## [Problem details]
Go from the first line below to the one with "Corpus ingestion: reading" and print each line exactly.

Material for this task: Begin

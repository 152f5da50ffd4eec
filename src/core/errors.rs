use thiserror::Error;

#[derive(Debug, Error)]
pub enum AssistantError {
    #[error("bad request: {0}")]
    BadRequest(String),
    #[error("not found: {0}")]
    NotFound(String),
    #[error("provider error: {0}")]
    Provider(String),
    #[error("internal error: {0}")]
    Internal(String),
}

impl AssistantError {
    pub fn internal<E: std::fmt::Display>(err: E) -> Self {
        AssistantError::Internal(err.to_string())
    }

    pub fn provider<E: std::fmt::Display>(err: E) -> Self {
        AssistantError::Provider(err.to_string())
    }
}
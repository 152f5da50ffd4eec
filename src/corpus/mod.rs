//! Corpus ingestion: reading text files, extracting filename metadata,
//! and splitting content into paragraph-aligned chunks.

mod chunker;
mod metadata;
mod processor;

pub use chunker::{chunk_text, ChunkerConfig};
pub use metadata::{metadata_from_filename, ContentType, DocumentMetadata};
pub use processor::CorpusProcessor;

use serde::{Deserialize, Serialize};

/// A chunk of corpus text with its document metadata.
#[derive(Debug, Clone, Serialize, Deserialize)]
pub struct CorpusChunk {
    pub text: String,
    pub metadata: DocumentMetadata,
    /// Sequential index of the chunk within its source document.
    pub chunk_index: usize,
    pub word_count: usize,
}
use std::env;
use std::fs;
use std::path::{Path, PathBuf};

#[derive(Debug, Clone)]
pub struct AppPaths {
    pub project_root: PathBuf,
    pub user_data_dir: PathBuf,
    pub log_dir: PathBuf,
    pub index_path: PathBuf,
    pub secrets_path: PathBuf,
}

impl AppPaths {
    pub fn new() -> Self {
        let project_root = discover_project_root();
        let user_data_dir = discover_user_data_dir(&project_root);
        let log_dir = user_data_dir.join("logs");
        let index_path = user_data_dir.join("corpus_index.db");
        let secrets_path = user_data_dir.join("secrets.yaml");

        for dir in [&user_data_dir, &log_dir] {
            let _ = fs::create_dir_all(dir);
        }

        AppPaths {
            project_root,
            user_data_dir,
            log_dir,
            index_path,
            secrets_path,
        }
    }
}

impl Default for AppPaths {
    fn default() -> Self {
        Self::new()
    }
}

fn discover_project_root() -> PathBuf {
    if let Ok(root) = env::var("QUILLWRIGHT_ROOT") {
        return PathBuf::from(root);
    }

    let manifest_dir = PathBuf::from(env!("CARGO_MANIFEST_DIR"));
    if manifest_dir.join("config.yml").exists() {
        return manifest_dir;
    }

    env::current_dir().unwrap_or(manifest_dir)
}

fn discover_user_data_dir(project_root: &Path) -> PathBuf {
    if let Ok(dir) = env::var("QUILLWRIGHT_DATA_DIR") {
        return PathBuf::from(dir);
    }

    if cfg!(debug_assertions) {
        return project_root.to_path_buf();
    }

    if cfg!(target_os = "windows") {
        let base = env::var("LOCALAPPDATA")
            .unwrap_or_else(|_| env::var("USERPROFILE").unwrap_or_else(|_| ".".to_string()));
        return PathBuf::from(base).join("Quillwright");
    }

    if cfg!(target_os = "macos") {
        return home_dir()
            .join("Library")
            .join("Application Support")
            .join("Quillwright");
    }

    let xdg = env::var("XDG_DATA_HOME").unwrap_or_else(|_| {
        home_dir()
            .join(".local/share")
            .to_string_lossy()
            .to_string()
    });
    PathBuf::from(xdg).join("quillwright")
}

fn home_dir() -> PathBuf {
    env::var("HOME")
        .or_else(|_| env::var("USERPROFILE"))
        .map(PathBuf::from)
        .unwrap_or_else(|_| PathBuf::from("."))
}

Material for this task: End

## [Response below]
repository 152f5da50ffd4eec
filename src/core/errors.rs
use thiserror::Error;

#[derive(Debug, Error)]
pub enum AssistantError {
    #[error("bad request: {0}")]
    BadRequest(String),
    #[error("not found: {0}")]
    NotFound(String),
    #[error("provider error: {0}")]
    Provider(String),
    #[error("internal error: {0}")]
    Internal(String),
}

impl AssistantError {
    pub fn internal<E: std::fmt::Display>(err: E) -> Self {
        AssistantError::Internal(err.to_string())
    }

    pub fn provider<E: std::fmt::Display>(err: E) -> Self {
        AssistantError::Provider(err.to_string())
    }
}
repository 152f5da50ffd4eec
filename src/corpus/mod.rs
//! Corpus ingestion: reading text files, extracting filename metadata,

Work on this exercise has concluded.